Since September 2024, he has served as vice-president of the Chess Federation of Kalmykia. In this capacity, he took part in chess events in Kalmykia, including the "Move of Victory" tournament at the chess club of Sergey Karjakin and the first Buddhist chess tournament, "Spirit of Dharma".

== People's Khural of Kalmykia ==
From 2023 to 2024, he was a deputy of the People's Khural of Kalmykia of the seventh convocation. He was elected on 10 September 2023 as part of the republican list of candidates nominated by United Russia; he ran as number 5 in regional group No. 16 and was a member of the party's faction in the regional parliament. He served as deputy chair of the People's Khural committee on industry, construction, housing and communal services, energy, transport and communications.

In 2024, Khachirov proposed establishing a public holiday in Kalmykia, the Day of the Kalmyk language and National Script. It was proposed that the holiday be observed on 5 September. On 31 October 2024, the People's Khural unanimously supported the initiative, and the Day of the Kalmyk Language and National Script received the status of a republican holiday.

== Federation Council ==
In July 2024, the head of Kalmykia, Batu Khasikov, who had been registered as a candidate for a new term, presented three candidates for the post of his representative in the Federation Council: Badma Salayev, rector of Kalmyk State University; Kalmykia's health minister Bulat Sarayev; and Boris Khachirov.
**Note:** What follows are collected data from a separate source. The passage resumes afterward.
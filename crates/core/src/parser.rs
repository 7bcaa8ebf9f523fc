// crates/core/src/parser.rs
//! Parser for the per-run stat files written by the aim trainer.
//!
//! A stat file is a small CSV-ish text file. Only a handful of labeled lines
//! matter here:
//!
//! ```text
//! Scenario:,1w4ts reload
//! Score:,812.4
//! Horiz Sens:,34.64
//! Challenge Start:,19:42:07.512
//! ```
//!
//! The run's end time comes from the `YYYY.MM.DD-HH.MM.SS` stamp embedded in
//! the file name, falling back to the file's modification time.

use crate::error::ParseError;
use crate::types::{Run, DEFAULT_RUN_DURATION_SECS};
use chrono::{DateTime, Duration, Local, NaiveDateTime, NaiveTime};
use regex_lite::Regex;
use std::path::Path;
use std::sync::OnceLock;
use tracing::debug;

const SCENARIO_LABEL: &str = "Scenario:";
const SCORE_LABEL: &str = "Score:";
const SENS_LABEL: &str = "Horiz Sens:";
const CHALLENGE_START_LABEL: &str = "Challenge Start:";

const FILENAME_TIMESTAMP_FORMAT: &str = "%Y.%m.%d-%H.%M.%S";

fn filename_timestamp_regex() -> &'static Regex {
    static RE: OnceLock<Regex> = OnceLock::new();
    RE.get_or_init(|| {
        Regex::new(r"(\d{4}\.\d{2}\.\d{2}-\d{2}\.\d{2}\.\d{2})").expect("static timestamp pattern")
    })
}

/// Tunables for duration derivation.
#[derive(Debug, Clone, Copy, PartialEq)]
pub struct ParseOptions {
    /// Duration assigned when the start time is missing or implausible.
    pub fallback_duration_secs: f64,
    /// Derived durations must lie strictly between zero and this bound.
    pub max_duration_secs: f64,
}

impl Default for ParseOptions {
    fn default() -> Self {
        Self {
            fallback_duration_secs: DEFAULT_RUN_DURATION_SECS,
            max_duration_secs: 600.0,
        }
    }
}

/// Extract the end-of-run timestamp embedded in a stat file name, if any.
///
/// Returns `Some(Err(..))` when a stamp-shaped substring is present but is not
/// a real date (e.g. month 13).
pub fn timestamp_from_filename(file_name: &str) -> Option<Result<NaiveDateTime, chrono::ParseError>> {
    filename_timestamp_regex()
        .captures(file_name)
        .and_then(|caps| caps.get(1))
        .map(|m| NaiveDateTime::parse_from_str(m.as_str(), FILENAME_TIMESTAMP_FORMAT))
}

/// Parse a stat file with default options.
pub fn parse_stat_file(path: &Path) -> Result<Run, ParseError> {
    parse_stat_file_with(path, &ParseOptions::default())
}

/// Parse a stat file into a [`Run`].
///
/// # Errors
/// - `ParseError::NotFound` / `PermissionDenied` / `Io` when the file can't be read
/// - `ParseError::MissingField` when Scenario, Score or Horiz Sens is absent
/// - `ParseError::InvalidNumber` when Score or Horiz Sens is not a number
/// - `ParseError::NoTimestamp` when neither the name nor the mtime yields a time
pub fn parse_stat_file_with(path: &Path, options: &ParseOptions) -> Result<Run, ParseError> {
    let file_name = path
        .file_name()
        .map(|n| n.to_string_lossy().into_owned())
        .unwrap_or_default();

    let end_time = match timestamp_from_filename(&file_name) {
        Some(Ok(ts)) => ts,
        Some(Err(_)) => return Err(ParseError::NoTimestamp { path: path.to_path_buf() }),
        None => modified_local_time(path)?,
    };

    let contents = std::fs::read_to_string(path).map_err(|e| ParseError::io(path, e))?;
    parse_stat_contents(path, &contents, end_time, options)
}

fn modified_local_time(path: &Path) -> Result<NaiveDateTime, ParseError> {
    let metadata = std::fs::metadata(path).map_err(|e| ParseError::io(path, e))?;
    let modified = metadata
        .modified()
        .map_err(|_| ParseError::NoTimestamp { path: path.to_path_buf() })?;
    Ok(DateTime::<Local>::from(modified).naive_local())
}

/// Parse already-loaded stat file text, given the run's end time.
///
/// The first occurrence of each labeled line wins.
pub fn parse_stat_contents(
    path: &Path,
    contents: &str,
    end_time: NaiveDateTime,
    options: &ParseOptions,
) -> Result<Run, ParseError> {
    let mut scenario: Option<String> = None;
    let mut score: Option<f64> = None;
    let mut sens: Option<f64> = None;
    let mut start_raw: Option<String> = None;

    for line in contents.lines() {
        if line.starts_with(SCENARIO_LABEL) {
            if scenario.is_none() {
                let value = line
                    .split_once(',')
                    .map(|(_, v)| v.trim().to_string())
                    .ok_or_else(|| missing(path, "Scenario"))?;
                scenario = Some(value);
            }
        } else if line.starts_with(SCORE_LABEL) {
            if score.is_none() {
                score = Some(number_field(path, line, "Score")?);
            }
        } else if line.starts_with(SENS_LABEL) {
            if sens.is_none() {
                sens = Some(number_field(path, line, "Horiz Sens")?);
            }
        } else if line.starts_with(CHALLENGE_START_LABEL) && start_raw.is_none() {
            start_raw = line.split(',').nth(1).map(|v| v.trim().to_string());
        }
    }

    let scenario = scenario.ok_or_else(|| missing(path, "Scenario"))?;
    let score = score.ok_or_else(|| missing(path, "Score"))?;
    let sens = sens.ok_or_else(|| missing(path, "Horiz Sens"))?;

    let duration = start_raw
        .as_deref()
        .and_then(|raw| derive_duration(raw, end_time, options))
        .unwrap_or(options.fallback_duration_secs);

    Ok(Run::new(scenario, sens, score, end_time).with_duration(duration))
}

fn missing(path: &Path, field: &'static str) -> ParseError {
    ParseError::MissingField {
        path: path.to_path_buf(),
        field,
    }
}

fn number_field(path: &Path, line: &str, field: &'static str) -> Result<f64, ParseError> {
    let raw = line
        .split(',')
        .nth(1)
        .map(str::trim)
        .ok_or_else(|| missing(path, field))?;
    raw.parse::<f64>().map_err(|_| ParseError::InvalidNumber {
        path: path.to_path_buf(),
        field,
        value: raw.to_string(),
    })
}

/// Seconds between the `Challenge Start` time of day and `end_time`.
///
/// A start later than the end means the run crossed midnight. Returns `None`
/// for unparseable times or durations outside `(0, max_duration_secs)`.
pub fn derive_duration(raw_start: &str, end_time: NaiveDateTime, options: &ParseOptions) -> Option<f64> {
    let start_of_day = parse_time_of_day(raw_start)?;
    let mut start = end_time.date().and_time(start_of_day);
    if start > end_time {
        start -= Duration::days(1);
    }
    let micros = (end_time - start).num_microseconds()?;
    let seconds = micros as f64 / 1_000_000.0;
    if seconds > 0.0 && seconds < options.max_duration_secs {
        Some(seconds)
    } else {
        debug!(seconds, "Discarding implausible run duration");
        None
    }
}

fn parse_time_of_day(raw: &str) -> Option<NaiveTime> {
    // Keep at most microsecond precision. A cut inside a multi-byte char
    // leaves the text whole, and it then fails to parse.
    let trimmed = match raw.find('.') {
        Some(dot) if raw.len() > dot + 7 => raw.get(..dot + 7).unwrap_or(raw),
        _ => raw,
    };
    NaiveTime::parse_from_str(trimmed, "%H:%M:%S%.f").ok()
}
The incumbent senator from the region's executive authority, former head of Kalmykia Aleksey Orlov, was not included in the three-name list.

On 20 September 2024, after Khasikov was re-elected head of Kalmykia, a decree was signed appointing Khachirov as senator of the Russian Federation, representing the executive authority of the Republic of Kalmykia. He replaced Orlov, who had represented Kalmykia's executive authority in the Federation Council since 2019. In a Vedomosti article, political analyst Vitaly Ivanov described Khachirov as a candidate closer to Khasikov's team and linked him to incumbent senator Bayir Puteyev, noting that Khachirov had been involved in agricultural business in Priyutnensky District, whose administration Puteyev headed from 2020 to 2022.
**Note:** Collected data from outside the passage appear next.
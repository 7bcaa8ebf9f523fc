// crates/core/src/metrics.rs
//! Small derived numbers and display helpers shared by the analyzers.
//!
//! Everything here is computed on read, never stored in the cache.

/// Format seconds as `HH:MM:SS`.
///
/// Hours are not wrapped at 24, so a 26-hour total reads `26:00:00`.
/// Negative and non-finite inputs format as zero.
pub fn format_hms(seconds: f64) -> String {
    let total = whole_seconds(seconds);
    format!(
        "{:02}:{:02}:{:02}",
        total / 3600,
        (total % 3600) / 60,
        total % 60
    )
}

/// Format seconds as `Xh Ym`, e.g. `12h 5m`.
pub fn format_hours_minutes(seconds: f64) -> String {
    let total = whole_seconds(seconds);
    format!("{}h {}m", total / 3600, (total % 3600) / 60)
}

fn whole_seconds(seconds: f64) -> u64 {
    if seconds.is_finite() && seconds > 0.0 {
        seconds as u64
    } else {
        0
    }
}

/// Relative change of `value` against `baseline`, in percent.
///
/// Returns 0 when the baseline is zero. A negative baseline keeps its sign,
/// so improving on a negative score reads as a negative percentage.
pub fn pct_change(value: f64, baseline: f64) -> f64 {
    if baseline != 0.0 {
        (value - baseline) / baseline * 100.0
    } else {
        0.0
    }
}

/// Arithmetic mean. `None` for an empty slice.
pub fn mean(values: &[f64]) -> Option<f64> {
    if values.is_empty() {
        return None;
    }
    Some(values.iter().sum::<f64>() / values.len() as f64)
}

// ============================================================================
// Tests
// ============================================================================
Initially, Khachirov joined the Federation Council Committee on Social Policy. On 8 October 2025, he was transferred to the Federation Council Committee on Agrarian and Food Policy and Environmental Management.

In the Federation Council, Khachirov worked on issues related to agriculture, irrigation, desertification and electricity grid infrastructure. In 2025, the regional newspaper Stepnye Vesti reported on his proposal to increase compensation for hydromelioration works in Kalmykia from 50% to 70%, linking the measure to desertification, pasture degradation and the fodder base for livestock farming. In 2025 and 2026, he also participated in discussions on the development of the wool market and organised trading in wool raw materials in Kalmykia.

In April 2026, Khachirov, together with senators Andrey Kutepov and Ivan Abramov, introduced bill No. 1201787-8 in the State Duma to amend the Code of the Russian Federation on Administrative Offenses, increasing fines for violations related to damage to electricity grids and unauthorised connection to them.

In December 2025, Khachirov was elected to the presidium of the regional political council of United Russia in Kalmykia.